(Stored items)
________________

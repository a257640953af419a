use thiserror::Error;

/// Errors raised while loading pages and sessions from outside the controller.
///
/// The controller itself never fails: missing elements turn operations into
/// no-ops instead.
#[derive(Debug, Error)]
pub enum PageError {
    #[error("failed to read '{path}': {source}")]
    Io {
        path: String,
        #[source]
        source: std::io::Error,
    },

    #[error("invalid JSON: {0}")]
    Json(#[from] serde_json::Error),

    #[error("invalid selector '{selector}': {reason}")]
    Selector { selector: String, reason: String },

    #[error("no element matches '{0}'")]
    UnknownTarget(String),
}

pub type PageResult<T> = Result<T, PageError>;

________________

Task to complete> Give back each entry above precisely as it was written.

Exercise solution>
repository a257640953af419a
use thiserror::Error;

/// Errors raised while loading pages and sessions from outside the controller.
///
/// The controller itself never fails: missing elements turn operations into
/// no-ops instead.
#[derive(Debug, Error)]
pub enum PageError {
    #[error("failed to read '{path}': {source}")]
    Io {
        path: String,
        #[source]
        source: std::io::Error,
    },

    #[error("invalid JSON: {0}")]
    Json(#[from] serde_json::Error),

    #[error("invalid selector '{selector}': {reason}")]
    Selector { selector: String, reason: String },

    #[error("no element matches '{0}'")]
    UnknownTarget(String),
}

pub type PageResult<T> = Result<T, PageError>;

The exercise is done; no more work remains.